Si tratta senza dubbio di un risultato importante, considerando soprattutto che il fatto di aver inserito i servizi dei consulenti del lavoro fra i servizi pubblici essenziali ribadisce l’essenzialità della nostra professione, qualificandola come pubblico servizio.

Bene, ma contro chi scioperiamo? Contro che cosa? E, soprattutto, con quali armi?
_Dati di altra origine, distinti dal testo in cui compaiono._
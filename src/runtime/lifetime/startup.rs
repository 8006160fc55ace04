use crate::cache::{ObjectCache, register::get_object_cache_plugin};
use crate::config::AppConfig;
use crate::models::users::entities::UserRole;
use crate::models::users::requests::CreateUserRequest;
use crate::storage::Storage;
use crate::utils::password::hash_password;
use std::sync::Arc;
use tracing::{debug, info, warn};

pub struct StartupContext {
    pub storage: Arc<dyn Storage>,
    pub cache: Arc<dyn ObjectCache>,
}

/// 创建缓存实例
async fn create_cache() -> Result<Arc<dyn ObjectCache>, Box<dyn std::error::Error>> {
    let config = AppConfig::get();
    let cache_type = &config.cache.cache_type;

    warn!("Attempting to create {} cache backend", cache_type);

    // 根据配置选择缓存后端
    if let Some(constructor) = get_object_cache_plugin(cache_type) {
        match constructor().await {
            Ok(cache) => {
                warn!("Successfully created {} cache backend", cache_type);
                return Ok(Arc::from(cache));
            }
            Err(e) => {
                warn!("Failed to create {} cache: {}", cache_type, e);
            }
        }
    } else {
        warn!("Cache backend '{}' not found in registry", cache_type);
    }

    // 配置的缓存不可用时回退到内存缓存
    if cache_type != "moka" {
        warn!("Falling back to memory cache");
        if let Some(fallback_constructor) = get_object_cache_plugin("moka") {
            match fallback_constructor().await {
                Ok(cache) => {
                    warn!("Successfully created fallback Moka (in-memory) cache backend");
                    return Ok(Arc::from(cache));
                }
                Err(fallback_e) => {
                    warn!("Failed to create fallback Moka cache: {}", fallback_e);
                }
            }
        }
    }

    Err(format!("No cache backend available (tried: {cache_type})").into())
}

/// 生成随机密码
fn generate_random_password(length: usize) -> String {
    use rand::Rng;
    const CHARSET: &[u8] = b"ABCDEFGHIJKLMNOPQRSTUVWXYZabcdefghijklmnopqrstuvwxyz0123456789!@#$%";
    let mut rng = rand::rng();
    (0..length)
        .map(|_| {
            let idx = rng.random_range(0..CHARSET.len());
            CHARSET[idx] as char
        })
        .collect()
}

/// 初始化默认管理员账号
/// 如果数据库中没有任何用户，则创建一个默认的管理员账号
async fn seed_admin(storage: &Arc<dyn Storage>) {
    match storage.count_users().await {
        Ok(count) if count > 0 => {
            debug!(
                "Database already has {} user(s), skipping admin seed",
                count
            );
            return;
        }
        Ok(_) => {
            info!("No users found in database, creating default admin account...");
        }
        Err(e) => {
            warn!("Failed to count users: {}, skipping admin seed", e);
            return;
        }
    }

    // 密码优先取环境变量，否则生成随机密码并打印一次
    let password = std::env::var("ADMIN_PASSWORD").unwrap_or_else(|_| {
        let pwd = generate_random_password(16);
        warn!("==========================================================");
        warn!("  ADMIN PASSWORD NOT SET - USING GENERATED PASSWORD");
        warn!("  Generated admin password: {}", pwd);
        warn!("  Please save this password or set ADMIN_PASSWORD env var");
        warn!("==========================================================");
        pwd
    });

    let password_hash = match hash_password(&password) {
        Ok(hash) => hash,
        Err(e) => {
            warn!("Failed to hash admin password: {}, skipping admin seed", e);
            return;
        }
    };

    let admin_request = CreateUserRequest {
        email: "admin@academiapro.local".to_string(),
        password: password_hash,
        first_name: "System".to_string(),
        last_name: "Administrator".to_string(),
        role: UserRole::Admin,
        group_id: None,
    };

    match storage.create_user(admin_request).await {
        Ok(user) => {
            info!(
                "Default admin account created successfully (ID: {}, email: {})",
                user.id, user.email
            );
        }
        Err(e) => {
            warn!("Failed to create admin account: {}", e);
        }
    }
}

/// 准备服务器启动的上下文
/// 包括存储、缓存等
pub async fn prepare_server_startup() -> StartupContext {
    rustls::crypto::ring::default_provider()
        .install_default()
        .expect("Failed to install rustls crypto provider");

    if cfg!(debug_assertions) {
        crate::cache::register::debug_object_cache_registry();
        debug!("Debug mode: Cache registry is enabled");
    }

    let storage = crate::storage::create_storage()
        .await
        .expect("Failed to create storage backend");
    warn!("Storage backend initialized and migrations completed");

    // 初始化默认管理员账号（如果需要）
    seed_admin(&storage).await;

    // 创建缓存实例
    let cache = create_cache().await.expect("Failed to create cache");
    warn!("Cache backend initialized");

    StartupContext { storage, cache }
}
//! 科目实体

use sea_orm::entity::prelude::*;

use crate::models::subjects::entities::Subject;

#[derive(Clone, Debug, PartialEq, DeriveEntityModel)]
#[sea_orm(table_name = "subjects")]
pub struct Model {
    #[sea_orm(primary_key)]
    pub id: i64,
    pub name: String,
    #[sea_orm(unique)]
    pub code: String,
    pub coefficient: f64,
    pub created_at: i64,
}

#[derive(Copy, Clone, Debug, EnumIter, DeriveRelation)]
pub enum Relation {
    #[sea_orm(has_many = "super::assignments::Entity")]
    Assignments,
}

impl Related<super::assignments::Entity> for Entity {
    fn to() -> RelationDef {
        Relation::Assignments.def()
    }
}

impl ActiveModelBehavior for ActiveModel {}

impl Model {
    pub fn into_subject(self) -> Subject {
        Subject {
            id: self.id,
            name: self.name,
            code: self.code,
            coefficient: self.coefficient,
            created_at: super::ts_to_datetime(self.created_at),
        }
    }
}
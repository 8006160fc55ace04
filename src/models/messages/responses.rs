use serde::Serialize;
use ts_rs::TS;

use crate::models::PaginationInfo;
use crate::models::messages::entities::Message;
use crate::models::users::entities::UserRole;

/// 私信收发双方的摘要信息
#[derive(Debug, Clone, Serialize, TS)]
#[ts(export, export_to = "message.ts")]
pub struct MessageParticipant {
    pub id: i64,
    pub first_name: String,
    pub last_name: String,
    pub role: UserRole,
}

/// 私信列表项
#[derive(Debug, Serialize, TS)]
#[ts(export, export_to = "message.ts")]
pub struct MessageListItem {
    #[serde(flatten)]
    #[ts(flatten)]
    pub message: Message,
    pub sender: Option<MessageParticipant>,
    pub recipient: Option<MessageParticipant>,
}

/// 私信列表响应
#[derive(Debug, Serialize, TS)]
#[ts(export, export_to = "message.ts")]
pub struct MessageListResponse {
    pub items: Vec<MessageListItem>,
    pub pagination: PaginationInfo,
}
Sì, perché (secondo quanto riportato dal giornale) il Codice di autoregolamentazione prevede che l’astensione può riguardare tutte le attività obbligatorie dei consulenti del lavoro, escludendo però:

  • la presentazione delle dichiarazioni annuali riferite alla gestione del rapporto di lavoro
  • l’elaborazione e l’invio delle denunce contributive mensili
  • la compilazione del libro unico del lavoro mensile
  • la comunicazione di assunzione
  • infine lo sciopero non può interessare tutte le scadenze predefinite la cui inosservanza possa portare a sanzioni amministrative per il contribuente

Come dire, quindi, che al di fuori di queste casistiche in cui l’astensione sarebbe effettivamente essenziale “per dar voce alle giuste rimostranze verso situazioni burocratiche che paralizzano le attività di aziende e studi professionali“, per il resto si nutrono dubbi sulla sua efficacia. (Si pensi quale arma sarebbe invece stata, per esempio, il blocco delle denunce contributive mensili all’Inps).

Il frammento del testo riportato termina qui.